Selain itu, penemuan di bidang cocok tanam pun akan terus meroket. Pertanian yang tanpa lahan itu. Termasuk bisa "menanam" telo rambat (ubi jalar) yang umbinya bergelantungan di udara. Seperti yang sudah sukses diuji coba di Henan, Tiongkok.

Begitupun dari sisi modifikasi gen tanaman juga akan terus dilakukan. Ia mencontohkan pada komoditas kedelai di Amerika Serikat. Hasilnya tiap kilogram kedelai modifikasi gen ini bisa membuat tempe lebih banyak dibandingkan kedelai biasa.

Jenis kedelai DMO itu di Amerika untuk makanan ternak dan yang kita impor, apa boleh buat untuk membuat tempe tiap kilogram kedelai jenis ini bisa menjadi tempe lebih banyak. Kedelainya besar-besar.

Dahlan mengaku lebih suka makan tempe dari kedelai lokal dibanding hasil modifikasi, hal itu serupa dengan  vaksin covid-19, ia lebih memilih vaksin Sinovac dibanding Pfizer.

“Sikap saya terhadap vaksin juga seperti menghadapi sajian tempe di meja makan. Kalau ada yang asalnya dari kedelai yang bukan modifikasi saya pilih itu. Kalau adanya hanya tempe dari kedelai hasil modifikasi ya saya makan juga,” katanya.

 

Saksikan Video Pilihan di Bawah Ini:

2 dari 2 halaman

Banyak Penolakan

Selanjutnya, Dahlan berbicara soal penolakan vaksin di negara Barat adalah soal modifikasi gen itu. Yang anti modifikasi gen tanaman saja begitu banyak. Apalagi ini modifikasi gen manusia, kata Dahlan.
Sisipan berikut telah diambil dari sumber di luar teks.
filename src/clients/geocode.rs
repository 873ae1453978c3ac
use async_trait::async_trait;
use reqwest::Client;
use serde::Deserialize;

use crate::services::location::{GeocodedLocation, LocationFetcher};

use super::FetchError;

const GEOCODE_API: &str = "https://maps.googleapis.com/maps/api/geocode/json";
const PROVIDER: &str = "geocode";

#[derive(Debug, Deserialize)]
struct GeocodeResponse {
    results: Vec<GeocodeResult>,
}

#[derive(Debug, Deserialize)]
pub struct GeocodeResult {
    pub formatted_address: String,
    pub geometry: Geometry,
}

#[derive(Debug, Deserialize)]
pub struct Geometry {
    pub location: LatLng,
}

#[derive(Debug, Deserialize)]
pub struct LatLng {
    pub lat: f64,
    pub lng: f64,
}

/// Google forward-geocoding client.
#[derive(Clone)]
pub struct GeocodeClient {
    client: Client,
    api_key: String,
}

impl GeocodeClient {
    pub fn new(client: Client, api_key: impl Into<String>) -> Self {
        Self {
            client,
            api_key: api_key.into(),
        }
    }
}

fn map_result(result: &GeocodeResult) -> GeocodedLocation {
    GeocodedLocation {
        formatted_query: result.formatted_address.clone(),
        latitude: result.geometry.location.lat,
        longitude: result.geometry.location.lng,
    }
}

#[async_trait]
impl LocationFetcher for GeocodeClient {
    async fn geocode(&self, query: &str) -> Result<GeocodedLocation, FetchError> {
        let url = format!(
            "{}?address={}&key={}",
            GEOCODE_API,
            urlencoding::encode(query),
            self.api_key
        );

        let response = self.client.get(&url).send().await.map_err(|e| {
            FetchError::Transport {
                provider: PROVIDER,
                source: e,
            }
        })?;

        if !response.status().is_success() {
            return Err(FetchError::Status {
                provider: PROVIDER,
                status: response.status().as_u16(),
            });
        }

        let payload: GeocodeResponse =
            response.json().await.map_err(|e| FetchError::Decode {
                provider: PROVIDER,
                source: e,
            })?;

        // An unknown place and a provider outage look the same to the client;
        // both surface as a generic failure.
        payload.results.first().map(map_result).ok_or_else(|| {
            FetchError::NoMatch {
                provider: PROVIDER,
                query: query.to_string(),
            }
        })
    }
}

#[cfg(test)]
mod tests {
    use super::*;

    #[test]
    fn maps_first_geocode_result() {
        let payload: GeocodeResponse = serde_json::from_str(
            r#"{
                "results": [{
                    "formatted_address": "Seattle, WA, USA",
                    "geometry": {"location": {"lat": 47.6062, "lng": -122.3321}}
                }]
            }"#,
        )
        .unwrap();

        let geocoded = map_result(&payload.results[0]);
        assert_eq!(geocoded.formatted_query, "Seattle, WA, USA");
        assert!((geocoded.latitude - 47.6062).abs() < f64::EPSILON);
        assert!((geocoded.longitude - -122.3321).abs() < f64::EPSILON);
    }

    #[test]
    fn empty_results_parse_cleanly() {
        let payload: GeocodeResponse = serde_json::from_str(r#"{"results": []}"#).unwrap();
        assert!(payload.results.is_empty());
    }
}
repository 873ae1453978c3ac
use async_trait::async_trait;
use chrono::{DateTime, Utc};
use reqwest::Client;
use serde::Deserialize;

use crate::models::{Forecast, LocationRef};
use crate::services::cache::ResourceFetcher;

use super::FetchError;

const DARKSKY_API: &str = "https://api.darksky.net/forecast";
const PROVIDER: &str = "darksky";

#[derive(Debug, Deserialize)]
struct ForecastResponse {
    daily: Daily,
}

#[derive(Debug, Deserialize)]
struct Daily {
    data: Vec<Day>,
}

#[derive(Debug, Deserialize)]
pub struct Day {
    pub summary: String,
    pub time: i64,
}

/// Dark Sky daily forecast client.
#[derive(Clone)]
pub struct DarkSkyClient {
    client: Client,
    api_key: String,
}

impl DarkSkyClient {
    pub fn new(client: Client, api_key: impl Into<String>) -> Self {
        Self {
            client,
            api_key: api_key.into(),
        }
    }

    pub async fn daily_forecast(
        &self,
        latitude: f64,
        longitude: f64,
    ) -> Result<Vec<Forecast>, FetchError> {
        let url = format!(
            "{}/{}/{},{}",
            DARKSKY_API, self.api_key, latitude, longitude
        );

        let response = self.client.get(&url).send().await.map_err(|e| {
            FetchError::Transport {
                provider: PROVIDER,
                source: e,
            }
        })?;

        if !response.status().is_success() {
            return Err(FetchError::Status {
                provider: PROVIDER,
                status: response.status().as_u16(),
            });
        }

        let payload: ForecastResponse =
            response.json().await.map_err(|e| FetchError::Decode {
                provider: PROVIDER,
                source: e,
            })?;

        let now = Utc::now();
        Ok(payload.daily.data.iter().map(|d| map_day(d, now)).collect())
    }
}

fn map_day(day: &Day, now: DateTime<Utc>) -> Forecast {
    let time = DateTime::from_timestamp(day.time, 0)
        .map_or_else(String::new, |t| t.format("%a %b %d %Y").to_string());

    Forecast {
        forecast: day.summary.clone(),
        time,
        created_at: now,
    }
}

#[async_trait]
impl ResourceFetcher<Forecast> for DarkSkyClient {
    async fn fetch(&self, location: &LocationRef) -> Result<Vec<Forecast>, FetchError> {
        self.daily_forecast(location.latitude, location.longitude)
            .await
    }
}
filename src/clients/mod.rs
use thiserror::Error;

pub mod darksky;
pub mod geocode;
pub mod hiking_project;
pub mod meetup;
pub mod tmdb;
pub mod yelp;

pub use darksky::DarkSkyClient;
pub use geocode::GeocodeClient;
pub use hiking_project::HikingProjectClient;
pub use meetup::MeetupClient;
pub use tmdb::TmdbClient;
pub use yelp::YelpClient;

/// A provider fetch that did not yield a usable payload. The API layer masks
/// these behind an opaque 500; the detail only reaches the server log.
#[derive(Debug, Error)]
pub enum FetchError {
    #[error("{provider} request failed: {source}")]
    Transport {
        provider: &'static str,
        #[source]
        source: reqwest::Error,
    },

    #[error("{provider} returned status {status}")]
    Status { provider: &'static str, status: u16 },

    #[error("{provider} payload could not be decoded: {source}")]
    Decode {
        provider: &'static str,
        #[source]
        source: reqwest::Error,
    },

    #[error("{provider} found no match for '{query}'")]
    NoMatch {
        provider: &'static str,
        query: String,
    },
}
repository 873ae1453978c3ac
//! One thin handler per cached resource kind. Each picks its TTL, fetcher
//! and store table, then defers to the shared cache protocol.

use axum::{
    Json,
    extract::{Query, State},
};
use serde::Deserialize;
use std::sync::Arc;

use crate::models::{Forecast, LocationRef, Meetup, Movie, ResourceKind, Review, Trail};
use crate::services::cache::fetch_resource;
use crate::state::SharedState;

use super::ApiError;

#[derive(Debug, Deserialize)]
pub struct ResourceRequest {
    /// The location object previously returned by `/location`, JSON-encoded,
    /// e.g. `?data={"id":1,"search_query":"seattle","latitude":47.6,"longitude":-122.3}`.
    data: String,
}

fn parse_location(request: &ResourceRequest) -> Result<LocationRef, ApiError> {
    serde_json::from_str(&request.data)
        .map_err(|e| ApiError::BadRequest(format!("Invalid location data: {e}")))
}

pub async fn get_weather(
    State(state): State<Arc<SharedState>>,
    Query(request): Query<ResourceRequest>,
) -> Result<Json<Vec<Forecast>>, ApiError> {
    let location = parse_location(&request)?;
    let ttl = state.config.cache.ttl(ResourceKind::Weather);

    let rows = fetch_resource(
        &state.store,
        state.weather.as_ref(),
        ResourceKind::Weather,
        ttl,
        &location,
    )
    .await?;

    Ok(Json(rows))
}

pub async fn get_meetups(
    State(state): State<Arc<SharedState>>,
    Query(request): Query<ResourceRequest>,
) -> Result<Json<Vec<Meetup>>, ApiError> {
    let location = parse_location(&request)?;
    let ttl = state.config.cache.ttl(ResourceKind::Meetup);

    let rows = fetch_resource(
        &state.store,
        state.meetups.as_ref(),
        ResourceKind::Meetup,
        ttl,
        &location,
    )
    .await?;

    Ok(Json(rows))
}

pub async fn get_movies(
    State(state): State<Arc<SharedState>>,
    Query(request): Query<ResourceRequest>,
) -> Result<Json<Vec<Movie>>, ApiError> {
    let location = parse_location(&request)?;
    let ttl = state.config.cache.ttl(ResourceKind::Movie);

    let rows = fetch_resource(
        &state.store,
        state.movies.as_ref(),
        ResourceKind::Movie,
        ttl,
        &location,
    )
    .await?;

    Ok(Json(rows))
}

pub async fn get_yelp(
    State(state): State<Arc<SharedState>>,
    Query(request): Query<ResourceRequest>,
) -> Result<Json<Vec<Review>>, ApiError> {
    let location = parse_location(&request)?;
    let ttl = state.config.cache.ttl(ResourceKind::Review);

    let rows = fetch_resource(
        &state.store,
        state.reviews.as_ref(),
        ResourceKind::Review,
        ttl,
        &location,
    )
    .await?;

    Ok(Json(rows))
}

pub async fn get_trails(
    State(state): State<Arc<SharedState>>,
    Query(request): Query<ResourceRequest>,
) -> Result<Json<Vec<Trail>>, ApiError> {
    let location = parse_location(&request)?;
    let ttl = state.config.cache.ttl(ResourceKind::Trail);

    let rows = fetch_resource(
        &state.store,
        state.trails.as_ref(),
        ResourceKind::Trail,
        ttl,
        &location,
    )
    .await?;

    Ok(Json(rows))
}
pub mod prelude;

pub mod locations;
pub mod meetups;
pub mod movies;
pub mod reviews;
pub mod trails;
pub mod weather_forecasts;
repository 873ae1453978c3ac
use sea_orm_migration::prelude::*;

mod m20240101_initial;

pub struct Migrator;

#[async_trait::async_trait]
impl MigratorTrait for Migrator {
    fn migrations() -> Vec<Box<dyn MigrationTrait>> {
        vec![Box::new(m20240101_initial::Migration)]
    }
}
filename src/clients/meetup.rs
use async_trait::async_trait;
use chrono::{DateTime, Utc};
use reqwest::Client;
use serde::Deserialize;

use crate::models::{LocationRef, Meetup};
use crate::services::cache::ResourceFetcher;

use super::FetchError;

const MEETUP_API: &str = "https://api.meetup.com/find/upcoming_events";
const PROVIDER: &str = "meetup";
const PAGE_SIZE: u32 = 20;

#[derive(Debug, Deserialize)]
struct EventsResponse {
    events: Vec<Event>,
}

#[derive(Debug, Deserialize)]
pub struct Event {
    pub link: String,
    pub group: Group,
}

#[derive(Debug, Deserialize)]
pub struct Group {
    pub name: String,
    /// Group creation time in unix milliseconds.
    pub created: i64,
    pub who: String,
}

/// Meetup upcoming-events client.
#[derive(Clone)]
pub struct MeetupClient {
    client: Client,
    api_key: String,
}

impl MeetupClient {
    pub fn new(client: Client, api_key: impl Into<String>) -> Self {
        Self {
            client,
            api_key: api_key.into(),
        }
    }

    pub async fn upcoming_events(
        &self,
        latitude: f64,
        longitude: f64,
    ) -> Result<Vec<Meetup>, FetchError> {
        let url = format!(
            "{}?sign=true&photo-host=public&lon={}&page={}&lat={}&key={}",
            MEETUP_API, longitude, PAGE_SIZE, latitude, self.api_key
        );

        let response = self.client.get(&url).send().await.map_err(|e| {
            FetchError::Transport {
                provider: PROVIDER,
                source: e,
            }
        })?;

        if !response.status().is_success() {
            return Err(FetchError::Status {
                provider: PROVIDER,
                status: response.status().as_u16(),
            });
        }

        let payload: EventsResponse =
            response.json().await.map_err(|e| FetchError::Decode {
                provider: PROVIDER,
                source: e,
            })?;

        let now = Utc::now();
        Ok(payload.events.iter().map(|e| map_event(e, now)).collect())
    }
}

fn map_event(event: &Event, now: DateTime<Utc>) -> Meetup {
    let creation_date = DateTime::from_timestamp_millis(event.group.created)
        .map_or_else(String::new, |t| t.format("%a %b %d %Y").to_string());

    Meetup {
        link: event.link.clone(),
        name: event.group.name.clone(),
        creation_date,
        host: event.group.who.clone(),
        created_at: now,
    }
}

#[async_trait]
impl ResourceFetcher<Meetup> for MeetupClient {
    async fn fetch(&self, location: &LocationRef) -> Result<Vec<Meetup>, FetchError> {
        self.upcoming_events(location.latitude, location.longitude)
            .await
    }
}
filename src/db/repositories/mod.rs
use chrono::{DateTime, Utc};

pub mod location;
pub mod resources;

/// Stored timestamps are RFC3339 text. A row with an unparseable timestamp is
/// treated as infinitely old so the next lookup refreshes it.
pub(crate) fn parse_created_at(raw: &str) -> DateTime<Utc> {
    DateTime::parse_from_rfc3339(raw)
        .map(|t| t.with_timezone(&Utc))
        .unwrap_or(DateTime::<Utc>::MIN_UTC)
}
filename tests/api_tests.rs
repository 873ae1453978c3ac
//! Route-level tests: real router and in-memory sqlite store, stub provider
//! fetchers.

use async_trait::async_trait;
use axum::{
    Router,
    body::Body,
    http::{Request, StatusCode},
};
use chrono::Utc;
use cityscout::clients::FetchError;
use cityscout::config::Config;
use cityscout::db::Store;
use cityscout::models::{Forecast, LocationRef, Meetup, Movie, Review, Trail};
use cityscout::services::cache::{ResourceFetcher, ResourceStore};
use cityscout::services::location::{GeocodedLocation, LocationFetcher};
use cityscout::state::SharedState;
use http_body_util::BodyExt;
use std::sync::Arc;
use std::sync::atomic::{AtomicUsize, Ordering};
use tower::ServiceExt;

struct StubGeocoder {
    calls: AtomicUsize,
}

impl StubGeocoder {
    fn new() -> Arc<Self> {
        Arc::new(Self {
            calls: AtomicUsize::new(0),
        })
    }
}

#[async_trait]
impl LocationFetcher for StubGeocoder {
    async fn geocode(&self, _query: &str) -> Result<GeocodedLocation, FetchError> {
        self.calls.fetch_add(1, Ordering::SeqCst);
        Ok(GeocodedLocation {
            formatted_query: "Seattle, WA, USA".to_string(),
            latitude: 47.6062,
            longitude: -122.3321,
        })
    }
}

struct StubFetcher<R> {
    items: Vec<R>,
    calls: AtomicUsize,
}

impl<R> StubFetcher<R> {
    fn returning(items: Vec<R>) -> Arc<Self> {
        Arc::new(Self {
            items,
            calls: AtomicUsize::new(0),
        })
    }

    fn empty() -> Arc<Self> {
        Self::returning(Vec::new())
    }
}

#[async_trait]
impl<R: Clone + Send + Sync> ResourceFetcher<R> for StubFetcher<R> {
    async fn fetch(&self, _location: &LocationRef) -> Result<Vec<R>, FetchError> {
        self.calls.fetch_add(1, Ordering::SeqCst);
        Ok(self.items.clone())
    }
}

struct FailingFetcher;

#[async_trait]
impl<R: Send> ResourceFetcher<R> for FailingFetcher {
    async fn fetch(&self, _location: &LocationRef) -> Result<Vec<R>, FetchError> {
        Err(FetchError::Status {
            provider: "stub",
            status: 503,
        })
    }
}

struct TestFetchers {
    geocoder: Arc<StubGeocoder>,
    weather: Arc<dyn ResourceFetcher<Forecast>>,
    meetups: Arc<dyn ResourceFetcher<Meetup>>,
    movies: Arc<dyn ResourceFetcher<Movie>>,
    reviews: Arc<dyn ResourceFetcher<Review>>,
    trails: Arc<dyn ResourceFetcher<Trail>>,
}

impl Default for TestFetchers {
    fn default() -> Self {
        Self {
            geocoder: StubGeocoder::new(),
            weather: StubFetcher::<Forecast>::empty(),
            meetups: StubFetcher::<Meetup>::empty(),
            movies: StubFetcher::<Movie>::empty(),
            reviews: StubFetcher::<Review>::empty(),
            trails: StubFetcher::<Trail>::empty(),
        }
    }
}

async fn memory_store() -> Store {
    // A single pooled connection keeps every statement on the same in-memory
    // database.
    Store::with_pool_options("sqlite::memory:", 1, 1)
        .await
        .expect("failed to open in-memory store")
}

fn build_router(store: Store, fetchers: TestFetchers) -> Router {
    let state = SharedState::with_fetchers(
        Config::default(),
        store,
        fetchers.geocoder,
        fetchers.weather,
        fetchers.meetups,
        fetchers.movies,
        fetchers.reviews,
        fetchers.trails,
    );
    cityscout::api::router(Arc::new(state))
}

async fn seed_location(store: &Store) -> LocationRef {
    let location = store
        .insert_location("seattle", "Seattle, WA, USA", 47.6062, -122.3321)
        .await
        .expect("failed to seed location");
    LocationRef::from(&location)
}

fn resource_uri(path: &str, location: &LocationRef) -> String {
    let data = serde_json::to_string(location).expect("location serializes");
    format!("{}?data={}", path, urlencoding::encode(&data))
}

async fn get_json(app: &Router, uri: &str) -> (StatusCode, serde_json::Value) {
    let response = app
        .clone()
        .oneshot(Request::builder().uri(uri).body(Body::empty()).unwrap())
        .await
        .unwrap();

    let status = response.status();
    let body = response.into_body().collect().await.unwrap().to_bytes();
    let json = serde_json::from_slice(&body).unwrap_or(serde_json::Value::Null);
    (status, json)
}

fn forecast(summary: &str) -> Forecast {
    Forecast {
        forecast: summary.to_string(),
        time: "Mon Jan 01 2024".to_string(),
        created_at: Utc::now(),
    }
}

#[tokio::test]
async fn location_is_geocoded_once_then_served_from_cache() {
    let store = memory_store().await;
    let fetchers = TestFetchers::default();
    let geocoder = fetchers.geocoder.clone();
    let app = build_router(store, fetchers);

    let (status, body) = get_json(&app, "/location?data=seattle").await;
    assert_eq!(status, StatusCode::OK);
    assert_eq!(body["formatted_query"], "Seattle, WA, USA");
    assert_eq!(body["search_query"], "seattle");

    let (status, body) = get_json(&app, "/location?data=seattle").await;
    assert_eq!(status, StatusCode::OK);
    assert_eq!(body["formatted_query"], "Seattle, WA, USA");

    assert_eq!(geocoder.calls.load(Ordering::SeqCst), 1);
}

#[tokio::test]
async fn location_with_empty_query_is_rejected() {
    let store = memory_store().await;
    let app = build_router(store, TestFetchers::default());

    let (status, _) = get_json(&app, "/location?data=").await;
    assert_eq!(status, StatusCode::BAD_REQUEST);
}

#[tokio::test]
async fn weather_miss_fetches_and_persists_one_row_per_item() {
    let store = memory_store().await;
    let location = seed_location(&store).await;

    let weather = StubFetcher::returning(vec![forecast("Sunny"), forecast("Rain")]);
    let fetchers = TestFetchers {
        weather: weather.clone(),
        ..Default::default()
    };
    let app = build_router(store.clone(), fetchers);

    let (status, body) = get_json(&app, &resource_uri("/weather", &location)).await;
    assert_eq!(status, StatusCode::OK);
    assert_eq!(body.as_array().map(Vec::len), Some(2));
    assert_eq!(body[0]["forecast"], "Sunny");

    let stored: Vec<Forecast> = store.find_by_location(location.id).await.unwrap();
    assert_eq!(stored.len(), 2);
    assert_eq!(weather.calls.load(Ordering::SeqCst), 1);
}

#[tokio::test]
async fn weather_hit_serves_stored_rows_without_fetching() {
    let store = memory_store().await;
    let location = seed_location(&store).await;
    store
        .insert_all(location.id, &[forecast("Stored forecast")])
        .await
        .unwrap();

    let weather = StubFetcher::returning(vec![forecast("Fresh fetch")]);
    let fetchers = TestFetchers {
        weather: weather.clone(),
        ..Default::default()
    };
    let app = build_router(store, fetchers);

    let (status, body) = get_json(&app, &resource_uri("/weather", &location)).await;
    assert_eq!(status, StatusCode::OK);
    assert_eq!(body[0]["forecast"], "Stored forecast");
    assert_eq!(weather.calls.load(Ordering::SeqCst), 0);
}

#[tokio::test]
async fn zero_provider_items_is_an_empty_success() {
    let store = memory_store().await;
    let location = seed_location(&store).await;
    let app = build_router(store.clone(), TestFetchers::default());

    let (status, body) = get_json(&app, &resource_uri("/weather", &location)).await;
    assert_eq!(status, StatusCode::OK);
    assert_eq!(body, serde_json::json!([]));

    let stored: Vec<Forecast> = store.find_by_location(location.id).await.unwrap();
    assert!(stored.is_empty());
}

#[tokio::test]
async fn fetch_failure_returns_500_and_writes_nothing() {
    let store = memory_store().await;
    let location = seed_location(&store).await;

    let fetchers = TestFetchers {
        weather: Arc::new(FailingFetcher),
        ..Default::default()
    };
    let app = build_router(store.clone(), fetchers);

    let (status, body) = get_json(&app, &resource_uri("/weather", &location)).await;
    assert_eq!(status, StatusCode::INTERNAL_SERVER_ERROR);
    assert_eq!(body["error"], "Sorry, something went wrong");

    let stored: Vec<Forecast> = store.find_by_location(location.id).await.unwrap();
    assert!(stored.is_empty());
}

#[tokio::test]
async fn malformed_location_data_is_rejected() {
    let store = memory_store().await;
    let app = build_router(store, TestFetchers::default());

    let (status, _) = get_json(&app, "/weather?data=notjson").await;
    assert_eq!(status, StatusCode::BAD_REQUEST);
}

#[tokio::test]
async fn every_resource_route_is_wired() {
    let store = memory_store().await;
    let location = seed_location(&store).await;

    let now = Utc::now();
    let fetchers = TestFetchers {
        meetups: StubFetcher::returning(vec![Meetup {
            link: "https://meetup.example/1".to_string(),
            name: "Rust Meetup".to_string(),
            creation_date: "Mon Jan 01 2024".to_string(),
            host: "Rustaceans".to_string(),
            created_at: now,
        }]),
        movies: StubFetcher::returning(vec![Movie {
            title: "Sleepless in Seattle".to_string(),
            overview: String::new(),
            average_votes: 6.7,
            image_url: "http://i.imgur.com/J5LVHEL.jpg".to_string(),
            popularity: 21.5,
            released_on: Some("1993-06-24".to_string()),
            created_at: now,
        }]),
        reviews: StubFetcher::returning(vec![Review {
            name: "Pike Place Chowder".to_string(),
            image_url: None,
            price: Some("$$".to_string()),
            rating: 4.5,
            url: "https://yelp.example/1".to_string(),
            created_at: now,
        }]),
        trails: StubFetcher::returning(vec![Trail {
            name: "Rattlesnake Ledge".to_string(),
            location: "North Bend, Washington".to_string(),
            length: 4.3,
            stars: 4.4,
            star_votes: 1201,
            summary: String::new(),
            trail_url: "https://hiking.example/1".to_string(),
            condition: Some("All Clear".to_string()),
            condition_date: "2024-05-01".to_string(),
            condition_time: "14:30:00".to_string(),
            created_at: now,
        }]),
        ..Default::default()
    };
    let app = build_router(store, fetchers);

    for (path, field, expected) in [
        ("/meetups", "name", "Rust Meetup"),
        ("/movies", "title", "Sleepless in Seattle"),
        ("/yelp", "name", "Pike Place Chowder"),
        ("/trails", "name", "Rattlesnake Ledge"),
    ] {
        let (status, body) = get_json(&app, &resource_uri(path, &location)).await;
        assert_eq!(status, StatusCode::OK, "{path} should succeed");
        assert_eq!(body[0][field], expected, "{path} payload mismatch");
    }
}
“Tanpa itu pun penolakan terhadap program vaksinasi pasti ada Tenang saja. Itu bukan menunjukkan warga kita terbelakang. Di Amerika atau Inggris atau negara maju lainnya juga banyak yang menolak vaksinasi,” ujarnya.

Bahkan penolakan vaksinasi seperti itu sudah terjadi sejak 100 tahun lalu. Misalnya yang di kota Rio de Janeiro, Brasil Batikan di sana sampai terjadi kerusuhan besar. Yang asalnya dari pro-kontra vaksinasi cacar. Hampir saja pemerintah Brasil terguling akibat kerusuhan itu.

Salah satu isu besarnya adalah vaksinasi cacar itu membuat kecantikan kulit rusak seumur hidup. Yakni kulit yang digores untuk vaksinasi itu. Yang biasanya di lengan atas itu. Rupanya, bagi masyarakat yang budayanya mengenakan baju you can see, cacat akibat cacar itu sangat merisaukan.

“Di lengan saya pun bekas vaksinasi cacar itu masih ada sampai usia setua ini. Tentu vaksinasi Covid tidak merusak kecantikan seperti cacar di zaman dulu. Tapi vaksin yang berasal dari virus yang dilemahkan tetap lebih menarik bagi saya. Sejarah pemakaiannya sudah begitu panjang untuk begitu banyak wabah di masa lalu,” pungkasnya.